The lake has a length, from northwest to southeast, of 22 km; its maximum width is 12 km. The total area is 170 km2. The lake water has an elevation of 15 m with maximum water depth being 30 m. A sandy shore, shallow lagoons and mudflats form the eastern shore line, while the western shores have small fresh water springs and marshes. The eastern shore is state-owned, but parts of the western side of the lake are privately owned. Salinity of the lake water is now reported as 15‰ (parts per thousand). Lake water fluctuations are minimal, at about 50 cm, except during the drought period, when the water level could go down by 2 m.
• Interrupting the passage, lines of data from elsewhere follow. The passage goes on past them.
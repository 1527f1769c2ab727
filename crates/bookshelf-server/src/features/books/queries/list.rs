//! List books query
//!
//! One page of the catalog, newest first, optionally narrowed by a
//! case-insensitive title/author search and an exact category.

use bookshelf_common::{BookRecord, Category};
use mediator::Request;
use serde::{Deserialize, Serialize};

use crate::catalog::{BookFilter, CatalogError};
use crate::features::books::types::BookServices;
use crate::features::shared::pagination::{PageParams, PageSummary, PaginationError};

/// Query string of `GET /books`.
///
/// Page fields are not flattened from [`PageParams`]: flattened numbers do
/// not survive URL-encoded deserialization.
#[derive(Debug, Clone, Default, Serialize, Deserialize)]
pub struct ListBooksQuery {
    #[serde(skip_serializing_if = "Option::is_none")]
    pub page: Option<i64>,
    #[serde(skip_serializing_if = "Option::is_none")]
    pub limit: Option<i64>,
    /// Search term matched against title and author
    #[serde(skip_serializing_if = "Option::is_none")]
    pub q: Option<String>,
    #[serde(skip_serializing_if = "Option::is_none")]
    pub category: Option<String>,
}

#[derive(Debug, Clone, Serialize, Deserialize)]
#[serde(rename_all = "camelCase")]
pub struct ListBooksResponse {
    pub books: Vec<BookRecord>,
    #[serde(flatten)]
    pub summary: PageSummary,
}

#[derive(Debug, thiserror::Error)]
pub enum ListBooksError {
    #[error(transparent)]
    Pagination(#[from] PaginationError),
    #[error("Unknown category '{0}'")]
    UnknownCategory(String),
    #[error("Failed to list books: {0}")]
    Database(#[from] CatalogError),
}

impl Request<Result<ListBooksResponse, ListBooksError>> for ListBooksQuery {}

impl crate::cqrs::middleware::Query for ListBooksQuery {}

impl ListBooksQuery {
    pub fn pagination(&self) -> PageParams {
        PageParams::new(self.page, self.limit)
    }

    /// Validated filter; blank values mean "no filter"
    pub fn filter(&self) -> Result<BookFilter, ListBooksError> {
        let search = self
            .q
            .as_deref()
            .map(str::trim)
            .filter(|q| !q.is_empty())
            .map(str::to_string);

        let category = match self.category.as_deref().map(str::trim) {
            Some(raw) if !raw.is_empty() => Some(
                raw.parse::<Category>()
                    .map_err(|_| ListBooksError::UnknownCategory(raw.to_string()))?,
            ),
            _ => None,
        };

        Ok(BookFilter { search, category })
    }
}

#[tracing::instrument(skip(services))]
pub async fn handle(
    services: BookServices,
    query: ListBooksQuery,
) -> Result<ListBooksResponse, ListBooksError> {
    let pagination = query.pagination();
    pagination.validate()?;
    let filter = query.filter()?;

    let (books, total) = services
        .catalog
        .list(&filter, pagination.limit(), pagination.offset())
        .await?;

    Ok(ListBooksResponse {
        books,
        summary: PageSummary::new(pagination.page(), pagination.limit(), total),
    })
}

#[cfg(test)]
mod tests {
    use super::*;
    use crate::features::shared::test_helpers::TestServices;

    async fn seeded(count: usize) -> TestServices {
        let fixture = TestServices::new();
        for i in 0..count {
            fixture
                .seed_book(&format!("Book {}", i), "Author", Category::Fiction)
                .await;
        }
        fixture
    }

    #[tokio::test]
    async fn test_second_page_of_twenty() {
        let fixture = seeded(20).await;
        let query = ListBooksQuery {
            page: Some(2),
            limit: Some(12),
            ..Default::default()
        };

        let response = handle(fixture.services(), query).await.unwrap();
        assert_eq!(response.books.len(), 8);
        assert_eq!(response.summary.total_count, 20);
        assert_eq!(response.summary.current_page, 2);
        assert_eq!(response.summary.total_pages, 2);
    }

    #[tokio::test]
    async fn test_defaults_and_newest_first() {
        let fixture = seeded(13).await;

        let response = handle(fixture.services(), ListBooksQuery::default())
            .await
            .unwrap();
        assert_eq!(response.books.len(), 12);
        assert_eq!(response.books[0].title, "Book 12");
        assert_eq!(response.summary.current_page, 1);
    }

    #[tokio::test]
    async fn test_search_and_category_filters() {
        let fixture = TestServices::new();
        fixture.seed_book("Dune", "Frank Herbert", Category::Science).await;
        fixture.seed_book("Emma", "Jane Austen", Category::Fiction).await;
        fixture.seed_book("Persuasion", "Jane Austen", Category::Fiction).await;

        let query = ListBooksQuery {
            q: Some("austen".to_string()),
            ..Default::default()
        };
        let response = handle(fixture.services(), query).await.unwrap();
        assert_eq!(response.summary.total_count, 2);

        let query = ListBooksQuery {
            category: Some("science".to_string()),
            ..Default::default()
        };
        let response = handle(fixture.services(), query).await.unwrap();
        assert_eq!(response.books.len(), 1);
        assert_eq!(response.books[0].title, "Dune");
    }

    #[tokio::test]
    async fn test_invalid_parameters() {
        let fixture = TestServices::new();

        let err = handle(
            fixture.services(),
            ListBooksQuery {
                page: Some(0),
                ..Default::default()
            },
        )
        .await
        .unwrap_err();
        assert!(matches!(err, ListBooksError::Pagination(PaginationError::InvalidPage)));

        let err = handle(
            fixture.services(),
            ListBooksQuery {
                limit: Some(101),
                ..Default::default()
            },
        )
        .await
        .unwrap_err();
        assert!(matches!(err, ListBooksError::Pagination(_)));

        let err = handle(
            fixture.services(),
            ListBooksQuery {
                category: Some("Poetry".to_string()),
                ..Default::default()
            },
        )
        .await
        .unwrap_err();
        assert!(matches!(err, ListBooksError::UnknownCategory(_)));
    }

    #[tokio::test]
    async fn test_empty_page_past_the_end() {
        let fixture = seeded(3).await;
        let query = ListBooksQuery {
            page: Some(5),
            ..Default::default()
        };

        let response = handle(fixture.services(), query).await.unwrap();
        assert!(response.books.is_empty());
        assert_eq!(response.summary.total_pages, 1);
    }
}
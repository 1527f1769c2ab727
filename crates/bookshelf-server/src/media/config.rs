use serde::{Deserialize, Serialize};
use std::env;

use crate::config::required_env;

/// Default media host API root (Cloudinary-compatible)
pub const DEFAULT_MEDIA_API_BASE_URL: &str = "https://api.cloudinary.com/v1_1";

/// Default folder namespace for cover images
pub const DEFAULT_COVER_FOLDER: &str = "book-covers";

#[derive(Clone, Serialize, Deserialize)]
pub struct MediaConfig {
    pub api_base_url: String,
    pub cloud_name: String,
    pub api_key: String,
    pub api_secret: String,
    pub cover_folder: String,
}

impl std::fmt::Debug for MediaConfig {
    fn fmt(&self, f: &mut std::fmt::Formatter<'_>) -> std::fmt::Result {
        f.debug_struct("MediaConfig")
            .field("api_base_url", &self.api_base_url)
            .field("cloud_name", &self.cloud_name)
            .field("api_key", &self.api_key)
            .field("api_secret", &"<redacted>")
            .field("cover_folder", &self.cover_folder)
            .finish()
    }
}

impl MediaConfig {
    pub fn from_env() -> anyhow::Result<Self> {
        Ok(Self {
            api_base_url: env::var("MEDIA_API_BASE_URL")
                .unwrap_or_else(|_| DEFAULT_MEDIA_API_BASE_URL.to_string()),
            cloud_name: required_env("MEDIA_CLOUD_NAME")?,
            api_key: required_env("MEDIA_API_KEY")?,
            api_secret: required_env("MEDIA_API_SECRET")?,
            cover_folder: env::var("MEDIA_COVER_FOLDER")
                .ok()
                .filter(|s| !s.trim().is_empty())
                .unwrap_or_else(|| DEFAULT_COVER_FOLDER.to_string()),
        })
    }

    /// Endpoint for an image action (`upload`, `destroy`)
    pub fn image_endpoint(&self, action: &str) -> String {
        format!(
            "{}/{}/image/{}",
            self.api_base_url.trim_end_matches('/'),
            self.cloud_name,
            action
        )
    }
}

#[cfg(test)]
mod tests {
    use super::*;

    #[test]
    fn test_image_endpoint() {
        let config = MediaConfig {
            api_base_url: "http://127.0.0.1:9999/v1_1/".to_string(),
            cloud_name: "demo".to_string(),
            api_key: "key".to_string(),
            api_secret: "secret".to_string(),
            cover_folder: DEFAULT_COVER_FOLDER.to_string(),
        };
        assert_eq!(
            config.image_endpoint("upload"),
            "http://127.0.0.1:9999/v1_1/demo/image/upload"
        );
        assert!(!format!("{:?}", config).contains("\"secret\""));
    }
}
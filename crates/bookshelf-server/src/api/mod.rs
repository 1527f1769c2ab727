pub mod response;

use axum::{
    extract::{DefaultBodyLimit, State},
    http::StatusCode,
    response::{IntoResponse, Response},
    routing::get,
    Json, Router,
};
use serde_json::json;
use sqlx::PgPool;
use tower_http::compression::CompressionLayer;

use crate::config::Config;
use crate::db;
use crate::error::AppError;
use crate::features::{self, FeatureState};
use crate::middleware;

/// Application state shared across handlers
#[derive(Clone)]
pub struct AppState {
    pub db: PgPool,
    pub features: FeatureState,
}

/// Create the application router with all routes and middleware
pub fn create_router(state: AppState, config: &Config) -> Router {
    let feature_routes = features::router(state.features.clone());

    Router::new()
        .route("/", get(root))
        .route("/health", get(health_check))
        .with_state(state)
        .nest("/api/v1", feature_routes)
        // Layers apply from innermost to outermost
        .layer(DefaultBodyLimit::max(config.upload.max_bytes))
        .layer(CompressionLayer::new())
        .layer(middleware::tracing_layer())
        .layer(middleware::cors_layer(&config.cors))
}

async fn root() -> impl IntoResponse {
    Json(json!({
        "name": "Bookshelf Server",
        "version": env!("CARGO_PKG_VERSION"),
        "status": "running"
    }))
}

async fn health_check(State(state): State<AppState>) -> Result<Response, AppError> {
    match db::health_check(&state.db).await {
        Ok(()) => Ok((
            StatusCode::OK,
            Json(json!({
                "status": "healthy",
                "database": "connected"
            })),
        )
            .into_response()),
        Err(e) => {
            tracing::error!("Database health check failed: {:?}", e);
            Err(AppError::Unavailable("Database is unreachable".to_string()))
        }
    }
}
Conversely, the water level rises about 2 m above the average during heavy rainfall years. The present assessment is that the level of the lake has been rising in recent years, forcing Haitians who live in plantation residential areas ("bateyes") around the edge of the lake to seek higher ground.

The two largest lakes of the region, Azuéi and Enriquillo, have the same tectonic origin and are considered "twins," but have many dissimilarities. Azuéi has a stable shore line, its waters are azure blue in colour, salinity level is low (11‰) and its surface area is relatively stable. Meanwhile, Enriquillo's water looks white-greyish in colour, its salinity levels are very high (they have risen from 36‰ to 110‰) and current water surface area (160 km2 compares to 280 km2 in 1968. The climatic conditions for both lakes are similar (low rainfall in the range of 500–1000 mm), within similar geological setting.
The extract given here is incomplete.